What needs to be done — Return the opening lines of the material, word for word. End with the line that contains "use crate::AudioData;".
==================================================
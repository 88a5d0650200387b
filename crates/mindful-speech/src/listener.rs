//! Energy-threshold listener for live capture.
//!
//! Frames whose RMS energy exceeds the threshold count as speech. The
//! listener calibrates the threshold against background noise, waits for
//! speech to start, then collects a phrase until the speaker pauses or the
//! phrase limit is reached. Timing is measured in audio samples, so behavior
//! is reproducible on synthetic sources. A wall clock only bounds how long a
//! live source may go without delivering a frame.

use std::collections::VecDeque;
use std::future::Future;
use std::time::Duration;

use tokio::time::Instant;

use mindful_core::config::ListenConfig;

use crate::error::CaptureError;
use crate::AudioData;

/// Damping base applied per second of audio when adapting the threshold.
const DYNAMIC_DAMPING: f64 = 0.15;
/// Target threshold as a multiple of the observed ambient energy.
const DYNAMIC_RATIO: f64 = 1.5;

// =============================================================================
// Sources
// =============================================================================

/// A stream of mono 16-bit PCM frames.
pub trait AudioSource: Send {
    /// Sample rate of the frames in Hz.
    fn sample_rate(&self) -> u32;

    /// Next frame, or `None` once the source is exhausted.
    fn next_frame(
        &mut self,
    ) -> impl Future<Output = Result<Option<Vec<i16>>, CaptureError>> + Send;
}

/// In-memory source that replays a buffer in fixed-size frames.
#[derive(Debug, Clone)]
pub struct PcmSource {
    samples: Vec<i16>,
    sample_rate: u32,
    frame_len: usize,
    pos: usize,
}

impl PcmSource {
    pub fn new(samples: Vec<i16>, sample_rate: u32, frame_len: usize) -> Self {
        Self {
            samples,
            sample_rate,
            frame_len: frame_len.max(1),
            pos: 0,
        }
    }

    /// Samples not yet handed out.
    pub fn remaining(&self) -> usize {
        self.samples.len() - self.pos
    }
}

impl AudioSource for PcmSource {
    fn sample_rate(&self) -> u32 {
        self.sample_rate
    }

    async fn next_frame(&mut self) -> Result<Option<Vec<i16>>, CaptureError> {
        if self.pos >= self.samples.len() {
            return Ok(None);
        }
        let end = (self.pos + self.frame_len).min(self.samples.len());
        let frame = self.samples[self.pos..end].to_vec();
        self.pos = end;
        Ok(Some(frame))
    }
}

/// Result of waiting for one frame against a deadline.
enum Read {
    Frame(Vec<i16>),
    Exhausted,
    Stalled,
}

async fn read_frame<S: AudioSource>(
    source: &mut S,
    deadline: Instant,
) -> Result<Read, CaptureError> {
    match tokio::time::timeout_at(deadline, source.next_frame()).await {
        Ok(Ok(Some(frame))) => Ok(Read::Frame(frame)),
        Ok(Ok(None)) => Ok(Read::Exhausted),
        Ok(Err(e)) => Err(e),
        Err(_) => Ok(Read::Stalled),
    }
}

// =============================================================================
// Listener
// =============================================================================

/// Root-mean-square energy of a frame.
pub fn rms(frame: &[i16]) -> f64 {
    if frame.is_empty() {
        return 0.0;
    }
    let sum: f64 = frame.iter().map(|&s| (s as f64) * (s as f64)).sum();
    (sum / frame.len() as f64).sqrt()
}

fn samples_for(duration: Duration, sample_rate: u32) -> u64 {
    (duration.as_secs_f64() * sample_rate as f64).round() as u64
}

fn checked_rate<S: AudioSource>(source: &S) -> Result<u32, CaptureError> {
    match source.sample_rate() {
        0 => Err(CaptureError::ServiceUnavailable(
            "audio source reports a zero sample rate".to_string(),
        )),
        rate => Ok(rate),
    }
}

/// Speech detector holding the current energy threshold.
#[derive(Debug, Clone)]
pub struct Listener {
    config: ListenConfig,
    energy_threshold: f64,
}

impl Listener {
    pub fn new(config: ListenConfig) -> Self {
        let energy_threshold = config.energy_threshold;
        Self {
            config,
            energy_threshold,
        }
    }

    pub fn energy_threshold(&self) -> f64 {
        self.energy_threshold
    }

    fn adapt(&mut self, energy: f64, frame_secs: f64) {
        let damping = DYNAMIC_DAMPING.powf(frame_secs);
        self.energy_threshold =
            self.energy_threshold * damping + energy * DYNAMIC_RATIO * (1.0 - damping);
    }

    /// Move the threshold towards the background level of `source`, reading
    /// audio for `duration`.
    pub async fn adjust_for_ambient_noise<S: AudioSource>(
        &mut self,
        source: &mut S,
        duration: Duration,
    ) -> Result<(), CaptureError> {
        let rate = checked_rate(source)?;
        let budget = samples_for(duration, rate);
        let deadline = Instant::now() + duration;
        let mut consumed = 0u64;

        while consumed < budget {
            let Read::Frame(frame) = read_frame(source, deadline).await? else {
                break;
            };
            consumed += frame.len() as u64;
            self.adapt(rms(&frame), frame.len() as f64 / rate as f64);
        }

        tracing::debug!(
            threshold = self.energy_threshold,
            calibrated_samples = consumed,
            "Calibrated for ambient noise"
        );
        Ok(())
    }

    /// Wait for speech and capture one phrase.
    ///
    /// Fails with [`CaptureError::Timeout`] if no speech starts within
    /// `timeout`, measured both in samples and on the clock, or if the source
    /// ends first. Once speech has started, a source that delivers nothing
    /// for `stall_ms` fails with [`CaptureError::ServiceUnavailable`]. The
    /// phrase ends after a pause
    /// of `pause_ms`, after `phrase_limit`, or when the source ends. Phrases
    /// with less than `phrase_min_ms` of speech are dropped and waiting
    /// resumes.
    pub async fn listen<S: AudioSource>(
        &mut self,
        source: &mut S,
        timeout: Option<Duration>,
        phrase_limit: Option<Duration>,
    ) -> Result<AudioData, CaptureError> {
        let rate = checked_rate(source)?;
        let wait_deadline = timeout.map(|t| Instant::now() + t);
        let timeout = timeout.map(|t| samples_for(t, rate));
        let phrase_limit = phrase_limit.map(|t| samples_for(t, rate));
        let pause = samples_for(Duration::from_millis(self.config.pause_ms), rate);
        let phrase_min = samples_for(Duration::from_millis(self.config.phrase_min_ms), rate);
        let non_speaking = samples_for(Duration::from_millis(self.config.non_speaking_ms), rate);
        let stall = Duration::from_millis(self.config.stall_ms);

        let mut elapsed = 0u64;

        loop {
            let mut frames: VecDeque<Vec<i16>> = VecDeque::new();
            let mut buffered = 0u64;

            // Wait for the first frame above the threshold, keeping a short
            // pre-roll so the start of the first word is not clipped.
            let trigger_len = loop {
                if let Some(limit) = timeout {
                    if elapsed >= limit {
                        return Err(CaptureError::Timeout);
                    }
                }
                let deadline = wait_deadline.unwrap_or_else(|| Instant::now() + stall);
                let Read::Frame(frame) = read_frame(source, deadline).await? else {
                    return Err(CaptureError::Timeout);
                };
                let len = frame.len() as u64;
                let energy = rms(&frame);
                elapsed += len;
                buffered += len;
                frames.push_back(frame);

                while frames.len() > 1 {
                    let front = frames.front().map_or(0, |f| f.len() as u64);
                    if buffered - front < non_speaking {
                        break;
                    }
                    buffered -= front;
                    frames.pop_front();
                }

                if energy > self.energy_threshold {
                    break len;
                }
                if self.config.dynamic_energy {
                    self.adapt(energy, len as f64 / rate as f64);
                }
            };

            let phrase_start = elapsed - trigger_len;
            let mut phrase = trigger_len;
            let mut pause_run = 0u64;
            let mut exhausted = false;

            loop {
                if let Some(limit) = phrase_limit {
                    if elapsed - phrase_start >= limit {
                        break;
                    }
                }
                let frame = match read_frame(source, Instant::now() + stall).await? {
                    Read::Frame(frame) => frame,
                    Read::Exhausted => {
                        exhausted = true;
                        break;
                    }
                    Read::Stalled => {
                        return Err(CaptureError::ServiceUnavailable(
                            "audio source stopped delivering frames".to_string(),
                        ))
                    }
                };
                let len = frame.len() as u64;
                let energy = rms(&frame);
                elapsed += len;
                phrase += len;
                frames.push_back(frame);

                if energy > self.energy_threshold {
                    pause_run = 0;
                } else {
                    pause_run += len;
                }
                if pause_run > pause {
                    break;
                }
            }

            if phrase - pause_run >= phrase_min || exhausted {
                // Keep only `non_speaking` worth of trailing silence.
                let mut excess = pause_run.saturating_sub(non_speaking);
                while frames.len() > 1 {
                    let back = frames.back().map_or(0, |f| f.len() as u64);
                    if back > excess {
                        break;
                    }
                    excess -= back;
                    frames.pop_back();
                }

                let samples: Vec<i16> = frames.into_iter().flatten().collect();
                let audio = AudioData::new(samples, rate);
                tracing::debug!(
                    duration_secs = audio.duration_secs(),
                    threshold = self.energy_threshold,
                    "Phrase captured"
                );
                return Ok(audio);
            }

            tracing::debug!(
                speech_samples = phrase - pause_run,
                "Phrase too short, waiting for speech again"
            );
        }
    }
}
==================================================
Task result —
repository 88a5d0650200387b
filename crates/mindful-speech/src/listener.rs
//! Energy-threshold listener for live capture.
//!
//! Frames whose RMS energy exceeds the threshold count as speech. The
//! listener calibrates the threshold against background noise, waits for
//! speech to start, then collects a phrase until the speaker pauses or the
//! phrase limit is reached. Timing is measured in audio samples, so behavior
//! is reproducible on synthetic sources. A wall clock only bounds how long a
//! live source may go without delivering a frame.

use std::collections::VecDeque;
use std::future::Future;
use std::time::Duration;

use tokio::time::Instant;

use mindful_core::config::ListenConfig;

use crate::error::CaptureError;
use crate::AudioData;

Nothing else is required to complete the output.